**Task directions**
Each line of the data below that includes the string "Option" must be copied.

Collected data
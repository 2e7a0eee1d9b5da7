//! In-memory backend
//!
//! Records every style, attribute, child and listener so tests can assert on
//! what a browser would have rendered.

use std::cell::RefCell;
use std::collections::BTreeMap;
use std::rc::Rc;

use super::{Backend, Listener, SurfaceNode};
use crate::error::{BrickError, BrickResult};
use crate::types::Pixels;

/// Event delivered by [`MemoryNode::dispatch`]
#[derive(Clone, Debug, PartialEq, Eq)]
pub struct MemoryEvent {
    /// Event type, e.g. `"click"`
    pub kind: String,
}

#[derive(Default)]
struct NodeData {
    styles: BTreeMap<String, String>,
    attributes: BTreeMap<String, String>,
    children: Vec<usize>,
    parent: Option<usize>,
    in_body: bool,
    listeners: Vec<(String, Listener<MemoryEvent>)>,
}

struct Tree {
    nodes: Vec<NodeData>,
    body: Vec<usize>,
    viewport: (Pixels, Pixels),
}

impl Tree {
    fn detach(&mut self, id: usize) {
        if let Some(parent) = self.nodes[id].parent.take() {
            self.nodes[parent].children.retain(|&c| c != id);
        }
        if self.nodes[id].in_body {
            self.nodes[id].in_body = false;
            self.body.retain(|&c| c != id);
        }
    }

    fn is_ancestor(&self, ancestor: usize, mut id: usize) -> bool {
        loop {
            if id == ancestor {
                return true;
            }
            match self.nodes[id].parent {
                Some(parent) => id = parent,
                None => return false,
            }
        }
    }
}

/// Backend holding a simulated document
#[derive(Clone)]
pub struct MemoryBackend {
    tree: Rc<RefCell<Tree>>,
}

impl MemoryBackend {
    /// Empty document with a 1280x720 viewport
    pub fn new() -> Self {
        Self::with_viewport(1280.0, 720.0)
    }

    /// Empty document with the given viewport size
    pub fn with_viewport(width: Pixels, height: Pixels) -> Self {
        Self {
            tree: Rc::new(RefCell::new(Tree {
                nodes: Vec::new(),
                body: Vec::new(),
                viewport: (width, height),
            })),
        }
    }

    /// Simulate a window resize
    pub fn set_viewport(&self, width: Pixels, height: Pixels) {
        self.tree.borrow_mut().viewport = (width, height);
    }

    /// Nodes appended directly to the body, in order
    pub fn body_children(&self) -> Vec<MemoryNode> {
        let ids = self.tree.borrow().body.clone();
        ids.into_iter().map(|id| self.node(id)).collect()
    }

    /// Total number of nodes ever created
    pub fn node_count(&self) -> usize {
        self.tree.borrow().nodes.len()
    }

    fn node(&self, id: usize) -> MemoryNode {
        MemoryNode {
            id,
            tree: Rc::clone(&self.tree),
        }
    }
}

impl Default for MemoryBackend {
    fn default() -> Self {
        Self::new()
    }
}

impl std::fmt::Debug for MemoryBackend {
    fn fmt(&self, f: &mut std::fmt::Formatter<'_>) -> std::fmt::Result {
        let tree = self.tree.borrow();
        f.debug_struct("MemoryBackend")
            .field("nodes", &tree.nodes.len())
            .field("viewport", &tree.viewport)
            .finish()
    }
}

impl Backend for MemoryBackend {
    type Node = MemoryNode;

    fn create_node(&self) -> BrickResult<MemoryNode> {
        let id = {
            let mut tree = self.tree.borrow_mut();
            tree.nodes.push(NodeData::default());
            tree.nodes.len() - 1
        };
        Ok(self.node(id))
    }

    fn attach_to_body(&self, node: &MemoryNode) -> BrickResult<()> {
        if !Rc::ptr_eq(&self.tree, &node.tree) {
            return Err(BrickError::SurfaceError(
                "node belongs to another document".to_string(),
            ));
        }
        let mut tree = self.tree.borrow_mut();
        tree.detach(node.id);
        tree.nodes[node.id].in_body = true;
        tree.body.push(node.id);
        Ok(())
    }

    fn viewport_size(&self) -> BrickResult<(Pixels, Pixels)> {
        Ok(self.tree.borrow().viewport)
    }
}

/// Handle to one node in a [`MemoryBackend`] document
#[derive(Clone)]
pub struct MemoryNode {
    id: usize,
    tree: Rc<RefCell<Tree>>,
}

impl MemoryNode {
    /// Position of this node in creation order
    pub fn id(&self) -> usize {
        self.id
    }

    /// Current value of an inline style property
    pub fn style(&self, property: &str) -> Option<String> {
        self.tree.borrow().nodes[self.id].styles.get(property).cloned()
    }

    /// Current value of an attribute
    pub fn attribute(&self, name: &str) -> Option<String> {
        self.tree.borrow().nodes[self.id]
            .attributes
            .get(name)
            .cloned()
    }

    pub fn children(&self) -> Vec<MemoryNode> {
        let ids = self.tree.borrow().nodes[self.id].children.clone();
        ids.into_iter()
            .map(|id| MemoryNode {
                id,
                tree: Rc::clone(&self.tree),
            })
            .collect()
    }

    pub fn parent(&self) -> Option<MemoryNode> {
        let parent = self.tree.borrow().nodes[self.id].parent;
        parent.map(|id| MemoryNode {
            id,
            tree: Rc::clone(&self.tree),
        })
    }

    /// Whether this node hangs directly off the body
    pub fn is_in_body(&self) -> bool {
        self.tree.borrow().nodes[self.id].in_body
    }

    /// Number of listeners registered for `event`
    pub fn listener_count(&self, event: &str) -> usize {
        self.tree.borrow().nodes[self.id]
            .listeners
            .iter()
            .filter(|(kind, _)| kind == event)
            .count()
    }

    /// Fire `event` at this node, returning how many listeners ran
    ///
    /// Listeners may touch the document (including this node) while running.
    pub fn dispatch(&self, event: &str) -> usize {
        let mut listeners = std::mem::take(&mut self.tree.borrow_mut().nodes[self.id].listeners);
        let mut fired = 0;
        for (kind, callback) in listeners.iter_mut() {
            if *kind == event {
                callback(MemoryEvent {
                    kind: event.to_string(),
                });
                fired += 1;
            }
        }
        // Keep any listeners added during dispatch after the original ones
        let mut tree = self.tree.borrow_mut();
        let added = std::mem::take(&mut tree.nodes[self.id].listeners);
        listeners.extend(added);
        tree.nodes[self.id].listeners = listeners;
        fired
    }
}

impl PartialEq for MemoryNode {
    fn eq(&self, other: &Self) -> bool {
        self.id == other.id && Rc::ptr_eq(&self.tree, &other.tree)
    }
}

impl std::fmt::Debug for MemoryNode {
    fn fmt(&self, f: &mut std::fmt::Formatter<'_>) -> std::fmt::Result {
        f.debug_struct("MemoryNode").field("id", &self.id).finish()
    }
}

impl SurfaceNode for MemoryNode {
    type Event = MemoryEvent;

    fn set_style(&self, property: &str, value: &str) -> BrickResult<()> {
        self.tree.borrow_mut().nodes[self.id]
            .styles
            .insert(property.to_string(), value.to_string());
        Ok(())
    }

    fn set_attribute(&self, name: &str, value: &str) -> BrickResult<()> {
        self.tree.borrow_mut().nodes[self.id]
            .attributes
            .insert(name.to_string(), value.to_string());
        Ok(())
    }

    fn append_child(&self, child: &MemoryNode) -> BrickResult<()> {
        if !Rc::ptr_eq(&self.tree, &child.tree) {
            return Err(BrickError::SurfaceError(
                "child belongs to another document".to_string(),
            ));
        }
        let mut tree = self.tree.borrow_mut();
        if tree.is_ancestor(child.id, self.id) {
            return Err(BrickError::SurfaceError(
                "cannot append a node to itself or its descendant".to_string(),
            ));
        }
        tree.detach(child.id);
        tree.nodes[child.id].parent = Some(self.id);
        tree.nodes[self.id].children.push(child.id);
        Ok(())
    }

    fn add_listener(&self, event: &str, callback: Listener<MemoryEvent>) -> BrickResult<()> {
        self.tree.borrow_mut().nodes[self.id]
            .listeners
            .push((event.to_string(), callback));
        Ok(())
    }
}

**Written answer**
    parent: Option<usize>,
    pub fn style(&self, property: &str) -> Option<String> {
    pub fn attribute(&self, name: &str) -> Option<String> {
    pub fn parent(&self) -> Option<MemoryNode> {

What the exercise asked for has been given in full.